>>
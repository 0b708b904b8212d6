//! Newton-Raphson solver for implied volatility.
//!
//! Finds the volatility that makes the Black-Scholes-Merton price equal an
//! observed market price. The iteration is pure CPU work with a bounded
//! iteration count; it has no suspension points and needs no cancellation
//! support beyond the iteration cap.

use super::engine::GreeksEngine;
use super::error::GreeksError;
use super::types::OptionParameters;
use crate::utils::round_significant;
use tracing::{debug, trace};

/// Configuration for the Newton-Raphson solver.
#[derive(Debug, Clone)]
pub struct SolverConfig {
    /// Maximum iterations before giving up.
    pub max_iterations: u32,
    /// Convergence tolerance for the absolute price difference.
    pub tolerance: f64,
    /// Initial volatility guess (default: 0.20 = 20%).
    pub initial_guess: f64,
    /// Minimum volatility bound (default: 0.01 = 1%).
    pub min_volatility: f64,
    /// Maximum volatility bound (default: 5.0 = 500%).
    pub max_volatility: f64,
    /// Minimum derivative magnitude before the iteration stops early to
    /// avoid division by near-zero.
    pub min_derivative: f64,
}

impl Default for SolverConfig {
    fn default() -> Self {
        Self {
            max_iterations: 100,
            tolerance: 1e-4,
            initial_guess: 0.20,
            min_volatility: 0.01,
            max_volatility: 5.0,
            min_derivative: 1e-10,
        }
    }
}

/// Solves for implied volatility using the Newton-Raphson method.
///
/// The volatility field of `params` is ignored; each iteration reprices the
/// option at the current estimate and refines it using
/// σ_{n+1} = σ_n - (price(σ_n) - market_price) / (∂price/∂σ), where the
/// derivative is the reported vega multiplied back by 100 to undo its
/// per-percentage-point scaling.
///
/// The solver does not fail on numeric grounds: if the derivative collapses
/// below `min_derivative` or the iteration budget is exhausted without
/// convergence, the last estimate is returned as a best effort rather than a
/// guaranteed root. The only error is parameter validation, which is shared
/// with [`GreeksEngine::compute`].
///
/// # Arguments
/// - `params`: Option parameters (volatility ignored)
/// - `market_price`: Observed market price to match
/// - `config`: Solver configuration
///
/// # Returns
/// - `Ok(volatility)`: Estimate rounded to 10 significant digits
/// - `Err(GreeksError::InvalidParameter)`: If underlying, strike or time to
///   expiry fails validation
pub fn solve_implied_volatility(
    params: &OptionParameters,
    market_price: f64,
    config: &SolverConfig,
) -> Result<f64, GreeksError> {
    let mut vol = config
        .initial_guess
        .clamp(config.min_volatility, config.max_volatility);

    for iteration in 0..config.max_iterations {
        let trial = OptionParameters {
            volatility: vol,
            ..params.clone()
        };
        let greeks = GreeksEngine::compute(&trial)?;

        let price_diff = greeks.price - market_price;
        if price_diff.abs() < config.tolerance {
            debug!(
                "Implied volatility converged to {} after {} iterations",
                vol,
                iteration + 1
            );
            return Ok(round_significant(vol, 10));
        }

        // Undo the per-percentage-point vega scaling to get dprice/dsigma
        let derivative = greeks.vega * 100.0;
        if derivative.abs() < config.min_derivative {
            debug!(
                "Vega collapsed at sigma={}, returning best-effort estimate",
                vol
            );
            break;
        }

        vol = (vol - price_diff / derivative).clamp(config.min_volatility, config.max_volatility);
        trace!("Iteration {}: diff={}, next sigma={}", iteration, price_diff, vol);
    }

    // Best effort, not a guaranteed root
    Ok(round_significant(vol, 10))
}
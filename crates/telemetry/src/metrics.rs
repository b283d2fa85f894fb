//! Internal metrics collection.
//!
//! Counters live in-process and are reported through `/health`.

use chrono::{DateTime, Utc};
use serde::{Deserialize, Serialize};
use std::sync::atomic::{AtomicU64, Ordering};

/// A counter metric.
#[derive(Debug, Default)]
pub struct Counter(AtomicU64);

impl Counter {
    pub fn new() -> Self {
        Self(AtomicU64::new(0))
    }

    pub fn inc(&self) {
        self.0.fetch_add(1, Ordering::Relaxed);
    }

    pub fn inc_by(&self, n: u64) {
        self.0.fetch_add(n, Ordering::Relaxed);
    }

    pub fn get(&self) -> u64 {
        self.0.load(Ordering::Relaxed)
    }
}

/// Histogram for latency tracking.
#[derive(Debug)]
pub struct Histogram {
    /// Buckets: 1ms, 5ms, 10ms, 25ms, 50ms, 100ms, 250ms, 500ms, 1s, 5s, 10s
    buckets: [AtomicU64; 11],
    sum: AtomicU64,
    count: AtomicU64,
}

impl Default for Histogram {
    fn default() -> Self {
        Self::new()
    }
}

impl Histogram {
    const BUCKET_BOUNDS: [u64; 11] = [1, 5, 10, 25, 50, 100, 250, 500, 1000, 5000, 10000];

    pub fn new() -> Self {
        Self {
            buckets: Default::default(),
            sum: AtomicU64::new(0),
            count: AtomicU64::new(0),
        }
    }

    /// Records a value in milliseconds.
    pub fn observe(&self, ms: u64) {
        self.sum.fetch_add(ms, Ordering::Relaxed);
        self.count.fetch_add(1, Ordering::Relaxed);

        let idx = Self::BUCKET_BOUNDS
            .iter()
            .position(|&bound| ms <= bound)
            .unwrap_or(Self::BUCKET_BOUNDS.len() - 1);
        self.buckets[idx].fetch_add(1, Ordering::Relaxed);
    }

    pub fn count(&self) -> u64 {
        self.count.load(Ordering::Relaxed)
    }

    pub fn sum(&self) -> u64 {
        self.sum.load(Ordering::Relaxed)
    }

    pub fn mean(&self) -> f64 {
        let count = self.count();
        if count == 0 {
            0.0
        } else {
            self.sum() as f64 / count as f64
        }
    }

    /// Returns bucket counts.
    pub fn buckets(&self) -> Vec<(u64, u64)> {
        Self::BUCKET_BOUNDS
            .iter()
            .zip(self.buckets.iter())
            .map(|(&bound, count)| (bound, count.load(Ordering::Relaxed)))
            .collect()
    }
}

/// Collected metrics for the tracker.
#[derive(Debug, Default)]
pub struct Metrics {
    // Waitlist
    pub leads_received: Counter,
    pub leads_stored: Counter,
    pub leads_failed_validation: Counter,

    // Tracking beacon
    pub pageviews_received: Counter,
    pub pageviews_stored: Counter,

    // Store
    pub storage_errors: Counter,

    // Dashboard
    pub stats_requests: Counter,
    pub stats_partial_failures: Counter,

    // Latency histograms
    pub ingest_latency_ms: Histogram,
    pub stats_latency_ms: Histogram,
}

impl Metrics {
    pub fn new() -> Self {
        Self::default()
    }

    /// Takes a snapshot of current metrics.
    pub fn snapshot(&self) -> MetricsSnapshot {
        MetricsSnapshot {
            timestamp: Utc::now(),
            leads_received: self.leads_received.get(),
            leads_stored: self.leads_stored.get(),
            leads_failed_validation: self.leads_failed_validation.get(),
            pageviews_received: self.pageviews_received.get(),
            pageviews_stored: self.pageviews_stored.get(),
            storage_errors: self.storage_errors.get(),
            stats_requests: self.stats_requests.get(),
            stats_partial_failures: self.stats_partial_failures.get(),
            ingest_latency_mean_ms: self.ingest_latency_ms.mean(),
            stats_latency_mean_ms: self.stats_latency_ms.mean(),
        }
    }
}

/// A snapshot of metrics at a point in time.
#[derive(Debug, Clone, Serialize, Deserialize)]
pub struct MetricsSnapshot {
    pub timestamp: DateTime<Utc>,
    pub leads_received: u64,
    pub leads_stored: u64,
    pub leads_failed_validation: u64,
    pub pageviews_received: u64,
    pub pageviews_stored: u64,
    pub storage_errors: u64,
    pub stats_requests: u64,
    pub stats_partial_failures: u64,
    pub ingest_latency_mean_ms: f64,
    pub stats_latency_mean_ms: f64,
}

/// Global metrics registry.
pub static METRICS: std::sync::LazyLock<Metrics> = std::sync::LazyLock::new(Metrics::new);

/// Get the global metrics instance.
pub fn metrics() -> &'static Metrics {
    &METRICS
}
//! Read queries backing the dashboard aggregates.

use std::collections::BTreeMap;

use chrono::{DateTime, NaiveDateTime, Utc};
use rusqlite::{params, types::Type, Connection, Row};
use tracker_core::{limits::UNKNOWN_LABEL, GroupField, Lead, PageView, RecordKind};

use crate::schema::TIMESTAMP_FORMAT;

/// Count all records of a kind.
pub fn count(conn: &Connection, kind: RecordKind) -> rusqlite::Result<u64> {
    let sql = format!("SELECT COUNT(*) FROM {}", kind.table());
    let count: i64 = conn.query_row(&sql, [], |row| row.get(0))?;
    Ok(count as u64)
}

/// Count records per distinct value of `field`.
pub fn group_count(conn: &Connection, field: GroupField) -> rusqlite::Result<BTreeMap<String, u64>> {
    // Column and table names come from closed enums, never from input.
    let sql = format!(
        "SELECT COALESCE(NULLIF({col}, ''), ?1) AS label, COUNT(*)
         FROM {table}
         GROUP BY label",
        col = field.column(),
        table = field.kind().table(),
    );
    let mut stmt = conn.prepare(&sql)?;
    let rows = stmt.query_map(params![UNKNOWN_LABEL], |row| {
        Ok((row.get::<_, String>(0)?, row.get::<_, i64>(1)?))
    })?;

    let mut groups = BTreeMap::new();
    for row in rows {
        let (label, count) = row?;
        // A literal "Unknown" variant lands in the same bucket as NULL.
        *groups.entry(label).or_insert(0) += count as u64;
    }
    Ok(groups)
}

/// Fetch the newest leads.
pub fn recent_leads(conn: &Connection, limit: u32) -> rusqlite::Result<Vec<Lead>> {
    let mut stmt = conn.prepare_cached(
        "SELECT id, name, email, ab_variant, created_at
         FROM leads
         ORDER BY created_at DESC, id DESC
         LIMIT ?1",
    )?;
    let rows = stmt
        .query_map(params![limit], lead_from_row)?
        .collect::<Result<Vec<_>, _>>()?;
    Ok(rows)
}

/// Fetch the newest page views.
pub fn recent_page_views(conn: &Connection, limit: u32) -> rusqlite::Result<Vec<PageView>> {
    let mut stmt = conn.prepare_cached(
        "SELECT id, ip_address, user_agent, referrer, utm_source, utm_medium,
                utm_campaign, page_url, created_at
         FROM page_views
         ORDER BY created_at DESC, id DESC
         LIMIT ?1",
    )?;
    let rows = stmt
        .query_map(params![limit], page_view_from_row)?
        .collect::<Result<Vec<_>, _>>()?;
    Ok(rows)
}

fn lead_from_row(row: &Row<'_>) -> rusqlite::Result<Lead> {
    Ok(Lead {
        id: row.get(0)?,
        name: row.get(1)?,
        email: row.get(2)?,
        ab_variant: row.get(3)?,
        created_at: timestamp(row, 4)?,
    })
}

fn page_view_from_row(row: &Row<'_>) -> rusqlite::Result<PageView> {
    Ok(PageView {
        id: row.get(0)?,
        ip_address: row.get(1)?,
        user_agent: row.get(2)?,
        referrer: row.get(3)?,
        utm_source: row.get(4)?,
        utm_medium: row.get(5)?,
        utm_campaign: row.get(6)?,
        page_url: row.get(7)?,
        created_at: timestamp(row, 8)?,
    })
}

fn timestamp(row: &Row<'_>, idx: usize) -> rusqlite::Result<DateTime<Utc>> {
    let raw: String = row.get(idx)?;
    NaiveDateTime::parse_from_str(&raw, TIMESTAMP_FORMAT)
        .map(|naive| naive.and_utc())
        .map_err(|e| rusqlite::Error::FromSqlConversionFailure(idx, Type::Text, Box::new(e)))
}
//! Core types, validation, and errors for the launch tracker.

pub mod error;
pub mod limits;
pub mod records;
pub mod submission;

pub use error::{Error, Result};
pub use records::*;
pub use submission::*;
<<
### TASK REQUIREMENTS
Write out every line of the entries that holds the word "newest".

### ANSWER FOR THE TASK
/// Fetch the newest leads.
/// Fetch the newest page views.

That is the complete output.